Nothing in the records may be left out or reworded; return them exactly.

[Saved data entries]
▶

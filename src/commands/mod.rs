//! Commands module - CLI command implementations.

pub mod migrate;
pub mod serve;
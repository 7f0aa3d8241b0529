//! Driver-car assignment outcome.

use serde::{Deserialize, Serialize};

/// Membership of a driver in a car's driver set after a toggle.
#[derive(Debug, Clone, Copy, PartialEq, Eq, Serialize, Deserialize)]
#[serde(rename_all = "lowercase")]
#[cfg_attr(feature = "openapi", derive(utoipa::ToSchema))]
pub enum Assignment {
    Assigned,
    Unassigned,
}

impl std::fmt::Display for Assignment {
    fn fmt(&self, f: &mut std::fmt::Formatter<'_>) -> std::fmt::Result {
        match self {
            Assignment::Assigned => f.write_str("assigned"),
            Assignment::Unassigned => f.write_str("unassigned"),
        }
    }
}
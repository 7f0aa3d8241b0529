//! Driver repository.

use async_trait::async_trait;
use sea_orm::{
    ActiveModelTrait, ColumnTrait, ConnectionTrait, DatabaseConnection, EntityTrait,
    PaginatorTrait, QueryFilter, QueryOrder, Set,
};
use uuid::Uuid;

use super::base::{all_of, any_of, contains, fetch_page};
use super::entities::{
    car_driver,
    driver::{self, ActiveModel, Entity as DriverEntity},
};
use crate::infra::unit_of_work::in_transaction;
use crate::types::{Paginated, PaginationParams};
use common::{AppError, AppResult, OptionExt};
use domain::{Driver, DriverSearch, LicenseNumber, NewDriver};

#[cfg(any(test, feature = "test-utils"))]
use mockall::automock;

#[cfg_attr(any(test, feature = "test-utils"), automock)]
#[async_trait]
pub trait DriverRepository: Send + Sync {
    async fn find_by_id(&self, id: Uuid) -> AppResult<Option<Driver>>;

    async fn find_by_username(&self, username: &str) -> AppResult<Option<Driver>>;

    /// Matching drivers in creation order.
    async fn search(
        &self,
        search: &DriverSearch,
        page: PaginationParams,
    ) -> AppResult<Paginated<Driver>>;

    /// Insert a driver. Taken usernames and license numbers are conflicts.
    async fn create(&self, new: NewDriver) -> AppResult<Driver>;

    async fn update_license(&self, id: Uuid, license: LicenseNumber) -> AppResult<Driver>;

    /// Delete the driver and their assignments.
    async fn delete(&self, id: Uuid) -> AppResult<()>;

    /// Drivers assigned to the car, in creation order.
    async fn list_for_car(&self, car_id: Uuid) -> AppResult<Vec<Driver>>;

    async fn count(&self) -> AppResult<u64>;
}

pub struct DriverStore {
    db: DatabaseConnection,
}

impl DriverStore {
    pub fn new(db: DatabaseConnection) -> Self {
        Self { db }
    }
}

async fn license_taken<C: ConnectionTrait>(
    conn: &C,
    license: &LicenseNumber,
    except: Option<Uuid>,
) -> AppResult<bool> {
    let mut query =
        DriverEntity::find().filter(driver::Column::LicenseNumber.eq(license.as_str()));
    if let Some(id) = except {
        query = query.filter(driver::Column::Id.ne(id));
    }
    Ok(query.one(conn).await?.is_some())
}

#[async_trait]
impl DriverRepository for DriverStore {
    async fn find_by_id(&self, id: Uuid) -> AppResult<Option<Driver>> {
        let model = DriverEntity::find_by_id(id).one(&self.db).await?;
        Ok(model.map(Driver::from))
    }

    async fn find_by_username(&self, username: &str) -> AppResult<Option<Driver>> {
        let model = DriverEntity::find()
            .filter(driver::Column::Username.eq(username))
            .one(&self.db)
            .await?;
        Ok(model.map(Driver::from))
    }

    async fn search(
        &self,
        search: &DriverSearch,
        page: PaginationParams,
    ) -> AppResult<Paginated<Driver>> {
        let backend = self.db.get_database_backend();
        let any = search.any_name();
        let mut condition = all_of([
            contains(backend, driver::Column::Username, &search.username()),
            contains(backend, driver::Column::FirstName, &search.first_name()),
        ]);
        if let Some(either) = any_of([
            contains(backend, driver::Column::Username, &any),
            contains(backend, driver::Column::FirstName, &any),
        ]) {
            condition = condition.add(either);
        }

        let query = DriverEntity::find()
            .filter(condition)
            .order_by_asc(driver::Column::CreatedAt)
            .order_by_asc(driver::Column::Id);

        Ok(fetch_page(query, &self.db, page).await?.map(Driver::from))
    }

    async fn create(&self, new: NewDriver) -> AppResult<Driver> {
        in_transaction(&self.db, |txn| {
            Box::pin(async move {
                let username_taken = DriverEntity::find()
                    .filter(driver::Column::Username.eq(new.username.as_str()))
                    .one(txn)
                    .await?
                    .is_some();
                if username_taken {
                    return Err(AppError::conflict("Username"));
                }
                if license_taken(txn, &new.license_number, None).await? {
                    return Err(AppError::conflict("License number"));
                }

                let now = chrono::Utc::now();
                let model = ActiveModel {
                    id: Set(Uuid::new_v4()),
                    username: Set(new.username),
                    password_hash: Set(new.password_hash),
                    first_name: Set(new.first_name),
                    last_name: Set(new.last_name),
                    license_number: Set(new.license_number.into_string()),
                    created_at: Set(now),
                    updated_at: Set(now),
                }
                .insert(txn)
                .await
                .map_err(|e| AppError::from_write(e, "Driver"))?;

                Ok(Driver::from(model))
            })
        })
        .await
    }

    async fn update_license(&self, id: Uuid, license: LicenseNumber) -> AppResult<Driver> {
        in_transaction(&self.db, |txn| {
            Box::pin(async move {
                let model = DriverEntity::find_by_id(id)
                    .one(txn)
                    .await?
                    .ok_or_not_found()?;

                if license_taken(txn, &license, Some(id)).await? {
                    return Err(AppError::conflict("License number"));
                }

                let mut active: ActiveModel = model.into();
                active.license_number = Set(license.into_string());
                active.updated_at = Set(chrono::Utc::now());

                let model = active
                    .update(txn)
                    .await
                    .map_err(|e| AppError::from_write(e, "License number"))?;
                Ok(Driver::from(model))
            })
        })
        .await
    }

    async fn delete(&self, id: Uuid) -> AppResult<()> {
        in_transaction(&self.db, |txn| {
            Box::pin(async move {
                car_driver::Entity::delete_many()
                    .filter(car_driver::Column::DriverId.eq(id))
                    .exec(txn)
                    .await?;

                let result = DriverEntity::delete_by_id(id).exec(txn).await?;
                if result.rows_affected == 0 {
                    return Err(AppError::NotFound);
                }
                Ok(())
            })
        })
        .await
    }

    async fn list_for_car(&self, car_id: Uuid) -> AppResult<Vec<Driver>> {
        let driver_ids: Vec<Uuid> = car_driver::Entity::find()
            .filter(car_driver::Column::CarId.eq(car_id))
            .all(&self.db)
            .await?
            .into_iter()
            .map(|row| row.driver_id)
            .collect();

        if driver_ids.is_empty() {
            return Ok(Vec::new());
        }

        let models = DriverEntity::find()
            .filter(driver::Column::Id.is_in(driver_ids))
            .order_by_asc(driver::Column::CreatedAt)
            .order_by_asc(driver::Column::Id)
            .all(&self.db)
            .await?;
        Ok(models.into_iter().map(Driver::from).collect())
    }

    async fn count(&self) -> AppResult<u64> {
        Ok(DriverEntity::find().count(&self.db).await?)
    }
}
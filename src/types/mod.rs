//! Shared request and response types.

mod pagination;
mod response;

pub use pagination::{Paginated, PaginationMeta, PaginationParams};
pub use response::{Created, NoContent};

◀

Task result>
filename src/commands/mod.rs
//! Commands module - CLI command implementations.

pub mod migrate;
pub mod serve;
repository 7f0aa3d8241b0529
//! Driver-car assignment outcome.

use serde::{Deserialize, Serialize};

/// Membership of a driver in a car's driver set after a toggle.
#[derive(Debug, Clone, Copy, PartialEq, Eq, Serialize, Deserialize)]
#[serde(rename_all = "lowercase")]
#[cfg_attr(feature = "openapi", derive(utoipa::ToSchema))]
pub enum Assignment {
    Assigned,
    Unassigned,
}

impl std::fmt::Display for Assignment {
    fn fmt(&self, f: &mut std::fmt::Formatter<'_>) -> std::fmt::Result {
        match self {
            Assignment::Assigned => f.write_str("assigned"),
            Assignment::Unassigned => f.write_str("unassigned"),
        }
    }
}
repository 7f0aa3d8241b0529
//! Driver repository.

use async_trait::async_trait;
use sea_orm::{
    ActiveModelTrait, ColumnTrait, ConnectionTrait, DatabaseConnection, EntityTrait,
    PaginatorTrait, QueryFilter, QueryOrder, Set,
};
use uuid::Uuid;

use super::base::{all_of, any_of, contains, fetch_page};
use super::entities::{
    car_driver,
    driver::{self, ActiveModel, Entity as DriverEntity},
};
use crate::infra::unit_of_work::in_transaction;
use crate::types::{Paginated, PaginationParams};
use common::{AppError, AppResult, OptionExt};
use domain::{Driver, DriverSearch, LicenseNumber, NewDriver};

#[cfg(any(test, feature = "test-utils"))]
use mockall::automock;

#[cfg_attr(any(test, feature = "test-utils"), automock)]
#[async_trait]
pub trait DriverRepository: Send + Sync {
    async fn find_by_id(&self, id: Uuid) -> AppResult<Option<Driver>>;

    async fn find_by_username(&self, username: &str) -> AppResult<Option<Driver>>;

    /// Matching drivers in creation order.
    async fn search(
        &self,
        search: &DriverSearch,
        page: PaginationParams,
    ) -> AppResult<Paginated<Driver>>;

    /// Insert a driver. Taken usernames and license numbers are conflicts.
    async fn create(&self, new: NewDriver) -> AppResult<Driver>;

    async fn update_license(&self, id: Uuid, license: LicenseNumber) -> AppResult<Driver>;

    /// Delete the driver and their assignments.
    async fn delete(&self, id: Uuid) -> AppResult<()>;

    /// Drivers assigned to the car, in creation order.
    async fn list_for_car(&self, car_id: Uuid) -> AppResult<Vec<Driver>>;

    async fn count(&self) -> AppResult<u64>;
}

pub struct DriverStore {
    db: DatabaseConnection,
}

impl DriverStore {
    pub fn new(db: DatabaseConnection) -> Self {
        Self { db }
    }
}

async fn license_taken<C: ConnectionTrait>(
    conn: &C,
    license: &LicenseNumber,
    except: Option<Uuid>,
) -> AppResult<bool> {
    let mut query =
        DriverEntity::find().filter(driver::Column::LicenseNumber.eq(license.as_str()));
    if let Some(id) = except {
        query = query.filter(driver::Column::Id.ne(id));
    }
    Ok(query.one(conn).await?.is_some())
}

#[async_trait]
impl DriverRepository for DriverStore {
    async fn find_by_id(&self, id: Uuid) -> AppResult<Option<Driver>> {
        let model = DriverEntity::find_by_id(id).one(&self.db).await?;
        Ok(model.map(Driver::from))
    }

    async fn find_by_username(&self, username: &str) -> AppResult<Option<Driver>> {
        let model = DriverEntity::find()
            .filter(driver::Column::Username.eq(username))
            .one(&self.db)
            .await?;
        Ok(model.map(Driver::from))
    }

    async fn search(
        &self,
        search: &DriverSearch,
        page: PaginationParams,
    ) -> AppResult<Paginated<Driver>> {
        let backend = self.db.get_database_backend();
        let any = search.any_name();
        let mut condition = all_of([
            contains(backend, driver::Column::Username, &search.username()),
            contains(backend, driver::Column::FirstName, &search.first_name()),
        ]);
        if let Some(either) = any_of([
            contains(backend, driver::Column::Username, &any),
            contains(backend, driver::Column::FirstName, &any),
        ]) {
            condition = condition.add(either);
        }

        let query = DriverEntity::find()
            .filter(condition)
            .order_by_asc(driver::Column::CreatedAt)
            .order_by_asc(driver::Column::Id);

        Ok(fetch_page(query, &self.db, page).await?.map(Driver::from))
    }

    async fn create(&self, new: NewDriver) -> AppResult<Driver> {
        in_transaction(&self.db, |txn| {
            Box::pin(async move {
                let username_taken = DriverEntity::find()
                    .filter(driver::Column::Username.eq(new.username.as_str()))
                    .one(txn)
                    .await?
                    .is_some();
                if username_taken {
                    return Err(AppError::conflict("Username"));
                }
                if license_taken(txn, &new.license_number, None).await? {
                    return Err(AppError::conflict("License number"));
                }

                let now = chrono::Utc::now();
                let model = ActiveModel {
                    id: Set(Uuid::new_v4()),
                    username: Set(new.username),
                    password_hash: Set(new.password_hash),
                    first_name: Set(new.first_name),
                    last_name: Set(new.last_name),
                    license_number: Set(new.license_number.into_string()),
                    created_at: Set(now),
                    updated_at: Set(now),
                }
                .insert(txn)
                .await
                .map_err(|e| AppError::from_write(e, "Driver"))?;

                Ok(Driver::from(model))
            })
        })
        .await
    }

    async fn update_license(&self, id: Uuid, license: LicenseNumber) -> AppResult<Driver> {
        in_transaction(&self.db, |txn| {
            Box::pin(async move {
                let model = DriverEntity::find_by_id(id)
                    .one(txn)
                    .await?
                    .ok_or_not_found()?;

                if license_taken(txn, &license, Some(id)).await? {
                    return Err(AppError::conflict("License number"));
                }

                let mut active: ActiveModel = model.into();
                active.license_number = Set(license.into_string());
                active.updated_at = Set(chrono::Utc::now());

                let model = active
                    .update(txn)
                    .await
                    .map_err(|e| AppError::from_write(e, "License number"))?;
                Ok(Driver::from(model))
            })
        })
        .await
    }

    async fn delete(&self, id: Uuid) -> AppResult<()> {
        in_transaction(&self.db, |txn| {
            Box::pin(async move {
                car_driver::Entity::delete_many()
                    .filter(car_driver::Column::DriverId.eq(id))
                    .exec(txn)
                    .await?;

                let result = DriverEntity::delete_by_id(id).exec(txn).await?;
                if result.rows_affected == 0 {
                    return Err(AppError::NotFound);
                }
                Ok(())
            })
        })
        .await
    }

    async fn list_for_car(&self, car_id: Uuid) -> AppResult<Vec<Driver>> {
        let driver_ids: Vec<Uuid> = car_driver::Entity::find()
            .filter(car_driver::Column::CarId.eq(car_id))
            .all(&self.db)
            .await?
            .into_iter()
            .map(|row| row.driver_id)
            .collect();

        if driver_ids.is_empty() {
            return Ok(Vec::new());
        }

        let models = DriverEntity::find()
            .filter(driver::Column::Id.is_in(driver_ids))
            .order_by_asc(driver::Column::CreatedAt)
            .order_by_asc(driver::Column::Id)
            .all(&self.db)
            .await?;
        Ok(models.into_iter().map(Driver::from).collect())
    }

    async fn count(&self) -> AppResult<u64> {
        Ok(DriverEntity::find().count(&self.db).await?)
    }
}
filename src/types/mod.rs
//! Shared request and response types.

mod pagination;
mod response;

pub use pagination::{Paginated, PaginationMeta, PaginationParams};
pub use response::{Created, NoContent};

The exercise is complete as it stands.